Kayıp pazar yada bozuk pazar diye adlandırabilirim bugünü. Poh gibi yavaş bir internet yüzünden biraz hayal kırıklığı var . Ve tabi bozulmuş bir mikrofon ile kaybolmuş küpeyi unutmamak lazım.
Kulağımdaki küpeye o kadar çok alışmışım ki varken farketmiyordum ancak şimdi olmadığını farkedebiliyorum. Bu gerçekten sinirlerimi bozmaya başladı. Üstelik o küpeyi pek bi severdim. 2 senedir gık demeden kulağımda görevini yerine getirdi. Ve hatta kendisini değiştirmeyi hiç düşünmedim.
Kendisine 30 tl ödemiştim. Bir erkek için küpeye 30 tl ödemek biraz fazla geliyor. Hani sevgilinize hediye olarak alsanız 30 tl çok ufak bir rakam ama kendinize alınca iş değişiyor.
Neyse önemli olan maddi değeri değil . Şimdi ben öyle bir küpe nasıl bulacağım. Üstelik yaşadığım yerde erkek küpesi satan biryer bilmiyorum. İstanbul'da olsam aynı yere gider bakarım. Ama yok azizim. Küpesiz kaldım. Mikrofonsuzda kaldım. Gerçi mikrofonu kasa kağıdıyla değiştirmeyi umuyorum.

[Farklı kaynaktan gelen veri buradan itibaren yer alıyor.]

#[tokio::test]
async fn test_stage_deleted_file() {
    let repo = TestRepo::with_initial_commit();
    std::fs::remove_file(repo.path("README.md")).unwrap();
    let gateway = GitGateway::open(&[repo.root()]);

    assert_eq!(
        status_of(&gateway.list_unstaged().await, &repo.path("README.md")),
        Some(FileStatus::Deleted)
    );

    gateway.stage(&repo.path("README.md")).await.unwrap();
    assert_eq!(
        status_of(&gateway.list_staged().await, &repo.path("README.md")),
        Some(FileStatus::Deleted)
    );
}

#[tokio::test]
async fn test_discard_tracked_reverts_content() {
    let repo = TestRepo::with_initial_commit();
    repo.write("README.md", "scribbles\n");
    let gateway = GitGateway::open(&[repo.root()]);

    gateway.discard(&repo.path("README.md")).await.unwrap();

    assert_eq!(repo.read("README.md").as_deref(), Some("hello\n"));
    assert!(gateway.list_unstaged().await.is_empty());
}

#[tokio::test]
async fn test_discard_untracked_deletes_file() {
    let repo = TestRepo::with_initial_commit();
    repo.write("scratch.txt", "tmp\n");
    let gateway = GitGateway::open(&[repo.root()]);

    gateway.discard(&repo.path("scratch.txt")).await.unwrap();

    assert!(repo.read("scratch.txt").is_none());
    assert!(gateway.list_unstaged().await.is_empty());
}

#[tokio::test]
async fn test_discard_glob_named_file_leaves_siblings_alone() {
    let repo = TestRepo::with_initial_commit();
    for name in ["a.txt", "b.txt", "[ab].txt"] {
        repo.write(name, "orig\n");
        repo.stage(name);
    }
    repo.commit("add files");
    for name in ["a.txt", "b.txt", "[ab].txt"] {
        repo.write(name, "edit\n");
    }
    let gateway = GitGateway::open(&[repo.root()]);

    gateway.discard(&repo.path("[ab].txt")).await.unwrap();

    assert_eq!(repo.read("[ab].txt").as_deref(), Some("orig\n"));
    assert_eq!(repo.read("a.txt").as_deref(), Some("edit\n"));
    assert_eq!(repo.read("b.txt").as_deref(), Some("edit\n"));
    assert_eq!(gateway.list_unstaged().await.len(), 2);
}

#[tokio::test]
async fn test_stage_and_unstage_glob_named_file_are_literal() {
    let repo = TestRepo::with_initial_commit();
    for name in ["a.txt", "[ab].txt", "*.txt"] {
        repo.write(name, "orig\n");
        repo.stage(name);
    }
    repo.commit("add files");
    for name in ["a.txt", "[ab].txt", "*.txt"] {
        repo.write(name, "edit\n");
    }
    let gateway = GitGateway::open(&[repo.root()]);

    gateway.stage(&repo.path("[ab].txt")).await.unwrap();
    let staged = gateway.list_staged().await;
    assert_eq!(staged.len(), 1);
    assert_eq!(status_of(&staged, &repo.path("[ab].txt")), Some(FileStatus::Modified));

    gateway.stage(&repo.path("a.txt")).await.unwrap();
    gateway.stage(&repo.path("*.txt")).await.unwrap();
    gateway.unstage(&repo.path("*.txt")).await.unwrap();

    let staged = gateway.list_staged().await;
    assert_eq!(staged.len(), 2);
    assert!(status_of(&staged, &repo.path("*.txt")).is_none());
    assert_eq!(status_of(&staged, &repo.path("a.txt")), Some(FileStatus::Modified));
}

#[tokio::test]
async fn test_moved_file_lists_both_sides_and_discards_one_at_a_time() {
    let repo = TestRepo::with_initial_commit();
    std::fs::rename(repo.path("README.md"), repo.path("MOVED.md")).unwrap();
    let gateway = GitGateway::open(&[repo.root()]);

    let unstaged = gateway.list_unstaged().await;
    assert_eq!(unstaged.len(), 2);
    assert_eq!(status_of(&unstaged, &repo.path("README.md")), Some(FileStatus::Deleted));
    assert_eq!(status_of(&unstaged, &repo.path("MOVED.md")), Some(FileStatus::Untracked));

    gateway.discard(&repo.path("MOVED.md")).await.unwrap();

    assert!(repo.read("MOVED.md").is_none());
    let unstaged = gateway.list_unstaged().await;
    assert_eq!(unstaged.len(), 1);
    assert_eq!(status_of(&unstaged, &repo.path("README.md")), Some(FileStatus::Deleted));

    gateway.discard(&repo.path("README.md")).await.unwrap();

    assert_eq!(repo.read("README.md").as_deref(), Some("hello\n"));
    assert!(gateway.list_unstaged().await.is_empty());
}

#[tokio::test]
async fn test_unstage_staged_rename_restores_both_paths() {
    let repo = TestRepo::with_initial_commit();
    std::fs::rename(repo.path("README.md"), repo.path("MOVED.md")).unwrap();
    let gateway = GitGateway::open(&[repo.root()]);
    gateway.stage(&repo.path("README.md")).await.unwrap();
    gateway.stage(&repo.path("MOVED.md")).await.unwrap();

    let staged = gateway.list_staged().await;
    assert_eq!(staged.len(), 1);
    assert_eq!(status_of(&staged, &repo.path("MOVED.md")), Some(FileStatus::Renamed));

    gateway.unstage(&repo.path("MOVED.md")).await.unwrap();

    assert!(gateway.list_staged().await.is_empty());
    let unstaged = gateway.list_unstaged().await;
    assert_eq!(status_of(&unstaged, &repo.path("README.md")), Some(FileStatus::Deleted));
    assert_eq!(status_of(&unstaged, &repo.path("MOVED.md")), Some(FileStatus::Untracked));
}

#[tokio::test]
async fn test_stage_and_unstage_directory() {
    let repo = TestRepo::with_initial_commit();
    repo.write("dir/one.txt", "1\n");
    repo.write("dir/nested/two.txt", "2\n");
    repo.write("outside.txt", "x\n");
    let gateway = GitGateway::open(&[repo.root()]);

    gateway.stage(&repo.path("dir")).await.unwrap();
    let staged = gateway.list_staged().await;
    assert_eq!(staged.len(), 2);
    assert!(status_of(&staged, &repo.path("outside.txt")).is_none());

    gateway.unstage(&repo.path("dir")).await.unwrap();
    assert!(gateway.list_staged().await.is_empty());
    assert_eq!(gateway.list_unstaged().await.len(), 3);
}

#[tokio::test]
async fn test_discard_all_keeps_staged_changes() {
    let repo = TestRepo::with_initial_commit();
    repo.write("keep.txt", "keep\n");
    repo.stage("keep.txt");
    repo.write("README.md", "scribbles\n");
    repo.write("junk.txt", "junk\n");
    let gateway = GitGateway::open(&[repo.root()]);

    gateway.discard_all().await.unwrap();

    assert!(gateway.list_unstaged().await.is_empty());
    assert_eq!(gateway.list_staged().await.len(), 1);
    assert_eq!(repo.read("keep.txt").as_deref(), Some("keep\n"));
    assert!(repo.read("junk.txt").is_none());
}
//! Classification of backend status codes into a closed set of file states.
//!
//! Backends report changes with their own numeric codes. The numbers below are
//! the ones used by the editor's built-in git integration; the git2 backend
//! translates its status bits into the same codes so there is a single table.

use std::fmt;

use serde::{Deserialize, Serialize};
use tracing::warn;

/// Raw status codes understood by [`map_status`].
pub mod code {
    pub const INDEX_MODIFIED: u32 = 0;
    pub const INDEX_ADDED: u32 = 1;
    pub const INDEX_DELETED: u32 = 2;
    pub const INDEX_RENAMED: u32 = 3;
    pub const INDEX_COPIED: u32 = 4;
    pub const MODIFIED: u32 = 5;
    pub const DELETED: u32 = 6;
    pub const UNTRACKED: u32 = 7;
    pub const IGNORED: u32 = 8;
    pub const INTENT_TO_ADD: u32 = 9;
    pub const INTENT_TO_RENAME: u32 = 10;
    pub const TYPE_CHANGED: u32 = 11;
    pub const BOTH_MODIFIED: u32 = 18;
}

/// State of a changed file.
#[derive(Debug, Clone, Copy, PartialEq, Eq, Hash, Serialize, Deserialize)]
#[serde(rename_all = "lowercase")]
pub enum FileStatus {
    Modified,
    Added,
    Deleted,
    Renamed,
    Untracked,
    Ignored,
}

impl FileStatus {
    pub fn as_str(&self) -> &'static str {
        match self {
            FileStatus::Modified => "modified",
            FileStatus::Added => "added",
            FileStatus::Deleted => "deleted",
            FileStatus::Renamed => "renamed",
            FileStatus::Untracked => "untracked",
            FileStatus::Ignored => "ignored",
        }
    }

    /// Single-letter badge shown next to the file name.
    pub fn glyph(&self) -> char {
        match self {
            FileStatus::Modified => 'M',
            FileStatus::Added => 'A',
            FileStatus::Deleted => 'D',
            FileStatus::Renamed => 'R',
            FileStatus::Untracked => 'U',
            FileStatus::Ignored => 'I',
        }
    }
}

impl fmt::Display for FileStatus {
    fn fmt(&self, f: &mut fmt::Formatter<'_>) -> fmt::Result {
        f.write_str(self.as_str())
    }
}

/// Map a raw backend status code to a [`FileStatus`].
///
/// Total: any code missing from the table is reported as `Modified`, so a
/// file is never dropped from view because the backend grew a new state.
pub fn map_status(raw: u32) -> FileStatus {
    match raw {
        code::INDEX_MODIFIED | code::MODIFIED | code::TYPE_CHANGED => FileStatus::Modified,
        code::INDEX_ADDED | code::INTENT_TO_ADD => FileStatus::Added,
        code::INDEX_DELETED | code::DELETED => FileStatus::Deleted,
        code::INDEX_RENAMED | code::INTENT_TO_RENAME => FileStatus::Renamed,
        code::UNTRACKED => FileStatus::Untracked,
        code::IGNORED => FileStatus::Ignored,
        other => {
            warn!("Unmapped status code {other}, treating as modified");
            FileStatus::Modified
        }
    }
}
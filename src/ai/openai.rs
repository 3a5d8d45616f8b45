//! OpenAI-compatible chat-completions backend.

use std::time::Duration;

use async_trait::async_trait;
use reqwest::{Client, StatusCode};
use serde::{Deserialize, Serialize};
use tracing::{debug, warn};

use crate::error::GenerationError;

use super::AiGateway;

#[derive(Debug, Serialize)]
struct ChatRequest<'a> {
    model: &'a str,
    messages: Vec<ChatMessage<'a>>,
    temperature: f32,
}

#[derive(Debug, Serialize)]
struct ChatMessage<'a> {
    role: &'a str,
    content: &'a str,
}

#[derive(Debug, Deserialize)]
struct ChatResponse {
    #[serde(default)]
    choices: Vec<Choice>,
}

#[derive(Debug, Deserialize)]
struct Choice {
    message: ChoiceMessage,
}

#[derive(Debug, Deserialize)]
struct ChoiceMessage {
    content: Option<String>,
}

/// Sends the prompt as a single user message to `{base_url}/chat/completions`.
#[derive(Clone)]
pub struct OpenAiGateway {
    client: Client,
    api_key: Option<String>,
    base_url: String,
    model: String,
    temperature: f32,
    timeout: Duration,
}

impl OpenAiGateway {
    pub fn new(
        api_key: Option<String>,
        base_url: String,
        model: String,
        temperature: f32,
        timeout: Duration,
    ) -> Self {
        let client = match Client::builder().timeout(timeout).build() {
            Ok(client) => client,
            Err(e) => {
                warn!("Failed to build HTTP client, using defaults: {e}");
                Client::new()
            }
        };

        Self {
            client,
            api_key: api_key.filter(|k| !k.trim().is_empty()),
            base_url: base_url.trim_end_matches('/').to_string(),
            model,
            temperature,
            timeout,
        }
    }

    pub fn model(&self) -> &str {
        &self.model
    }

    fn map_transport_error(&self, err: reqwest::Error) -> GenerationError {
        if err.is_timeout() {
            GenerationError::Timeout(self.timeout.as_secs())
        } else {
            GenerationError::Network(err.to_string())
        }
    }
}

#[async_trait]
impl AiGateway for OpenAiGateway {
    async fn generate_text(&self, prompt: &str) -> Result<String, GenerationError> {
        let api_key = self.api_key.as_deref().ok_or(GenerationError::MissingApiKey)?;

        let url = format!("{}/chat/completions", self.base_url);
        let body = ChatRequest {
            model: &self.model,
            messages: vec![ChatMessage {
                role: "user",
                content: prompt,
            }],
            temperature: self.temperature,
        };

        debug!("Requesting completion from {} with model {}", url, self.model);

        let response = self
            .client
            .post(&url)
            .timeout(self.timeout)
            .bearer_auth(api_key)
            .json(&body)
            .send()
            .await
            .map_err(|e| self.map_transport_error(e))?;

        let status = response.status();
        if !status.is_success() {
            let text = response
                .text()
                .await
                .unwrap_or_else(|_| "Unknown error".to_string());

            return Err(match status {
                StatusCode::UNAUTHORIZED | StatusCode::FORBIDDEN => {
                    GenerationError::Authentication(text)
                }
                StatusCode::TOO_MANY_REQUESTS => GenerationError::RateLimited(text),
                _ => GenerationError::Api {
                    status: status.as_u16(),
                    body: text,
                },
            });
        }

        let parsed: ChatResponse = response
            .json()
            .await
            .map_err(|e| GenerationError::InvalidResponse(e.to_string()))?;

        let content = parsed
            .choices
            .into_iter()
            .next()
            .and_then(|choice| choice.message.content)
            .ok_or_else(|| GenerationError::InvalidResponse("No content in response".to_string()))?;

        if content.trim().is_empty() {
            return Err(GenerationError::EmptyResponse);
        }

        Ok(content)
    }
}
//! Error types for commitcraft modules using thiserror.

use std::path::PathBuf;

use thiserror::Error;

/// Errors from version-control operations.
#[derive(Error, Debug)]
pub enum VcsError {
    #[error("Commit message is empty. Write a message before committing.")]
    EmptyMessage,

    #[error("No staged changes to commit")]
    NoStagedChanges,

    #[error("No git repository found at {0}")]
    NoRepository(PathBuf),

    #[error("Failed to open repository {path}: {source}")]
    OpenRepository {
        path: PathBuf,
        #[source]
        source: git2::Error,
    },

    #[error("Failed to read repository status: {0}")]
    Status(#[source] git2::Error),

    #[error("Failed to update the index: {0}")]
    Index(#[source] git2::Error),

    #[error("Failed to restore working tree: {0}")]
    Checkout(#[source] git2::Error),

    #[error("Failed to create commit: {0}")]
    Commit(#[source] git2::Error),

    #[error("Git config error (missing user.name or user.email): {0}")]
    Signature(#[source] git2::Error),

    #[error("I/O error on {path}: {source}")]
    Io {
        path: PathBuf,
        #[source]
        source: std::io::Error,
    },

    #[error("Commit failed in every repository with staged changes: {}", failures.join("; "))]
    CommitFailed { failures: Vec<String> },
}

/// Errors from AI text generation backends.
#[derive(Error, Debug)]
pub enum GenerationError {
    #[error(
        "No API key configured. Set COMMITCRAFT_API_KEY (or OPENAI_API_KEY) or pass --api-key"
    )]
    MissingApiKey,

    #[error("Network error while contacting the AI backend: {0}")]
    Network(String),

    #[error("AI backend rejected the credentials: {0}")]
    Authentication(String),

    #[error("AI backend rate limit exceeded: {0}")]
    RateLimited(String),

    #[error("AI backend returned HTTP {status}: {body}")]
    Api { status: u16, body: String },

    #[error("AI backend returned an unexpected response: {0}")]
    InvalidResponse(String),

    #[error("AI backend returned an empty completion")]
    EmptyResponse,

    #[error("Claude Code CLI not found. Install with: npm install -g @anthropic-ai/claude-code")]
    NotInstalled,

    #[error("Failed to spawn AI process: {0}")]
    SpawnFailed(#[source] std::io::Error),

    #[error("AI process exited with code {code}: {stderr}")]
    NonZeroExit { code: i32, stderr: String },

    #[error("AI request timed out after {0} seconds")]
    Timeout(u64),

    #[error("All retry attempts failed: {0}")]
    RetriesExhausted(#[source] Box<GenerationError>),
}

impl GenerationError {
    /// Errors that another attempt cannot fix: missing setup or rejected
    /// credentials.
    pub fn is_permanent(&self) -> bool {
        matches!(
            self,
            Self::MissingApiKey | Self::NotInstalled | Self::Authentication(_)
        )
    }
}

/// Errors raised by the presenter while relaying user intents.
#[derive(Error, Debug)]
pub enum PresenterError {
    #[error("Unknown file identifier '{0}'")]
    UnknownFile(String),

    #[error("A commit message is already being generated")]
    GenerationInFlight,

    #[error(transparent)]
    Vcs(#[from] VcsError),

    #[error(transparent)]
    Generation(#[from] GenerationError),
}

/// Errors from configuration loading.
#[derive(Error, Debug)]
pub enum ConfigError {
    #[error("Unknown AI provider '{0}' (expected 'openai' or 'claude')")]
    UnknownProvider(String),

    #[error("Invalid value '{value}' for {key}")]
    InvalidValue { key: String, value: String },
}
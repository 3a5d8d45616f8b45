//! Commit message generation from staged diffs.

pub mod orchestrator;
pub mod prompt;

pub use orchestrator::{CommitMessage, CommitMessageOrchestrator, Generation};
pub use prompt::build_commit_prompt;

Küpeyi evde kaybettiğim gerçeğinide göz önüne alırsak onuda bulmayı umuyorum. Gerçi heryeri aradım bulamadım ama kimbilir hiç olmadık bir anda karşıma çıkar ve beni sevindirir.
Alttarafı küpe ulan dediğinizi duyar gibiyim. Sevdiğiniz bişeyi kaybetmek büyüklük-küçüklük kavramıyla ölçülmemeli diye düşünüyorum.
Haydi blog alemi hepinizi duaya ve ayine davet ediyorum..
Böylece tez vakitte kavuşabilirim. Üstündeki deseni bile özledim azizim.
Hem vücudumda bir metal parçası olması beni iyi hissettiriyordu. Bir nevi sabitim gibiydi.
Ona dokundugumda hissettigim sogukluk vücut ısımı anlamamı ve bundan dolayı yaşadığımı anlamamı sağlıyordu.
Vay be ne çok şeymiş bu küpe..
Kulağımı ilk deldirdiğim günü hatırlıyorum. Ne büyük şeydi benim için o zamanlar. Toplum henüz bu kadar modernize olmamıştı ve bizde çalkantılı ergen ruhlarımızı daha yoluna sokamamıştık.
Halep pasajının soldan 2. incik boncukçusunun emeğiydi bu.
Hüzünlendim şimdi ..
Herkesi yarım dakikalık saygı duruşuna davet ediyorum .
Hepimiz küpeyiz...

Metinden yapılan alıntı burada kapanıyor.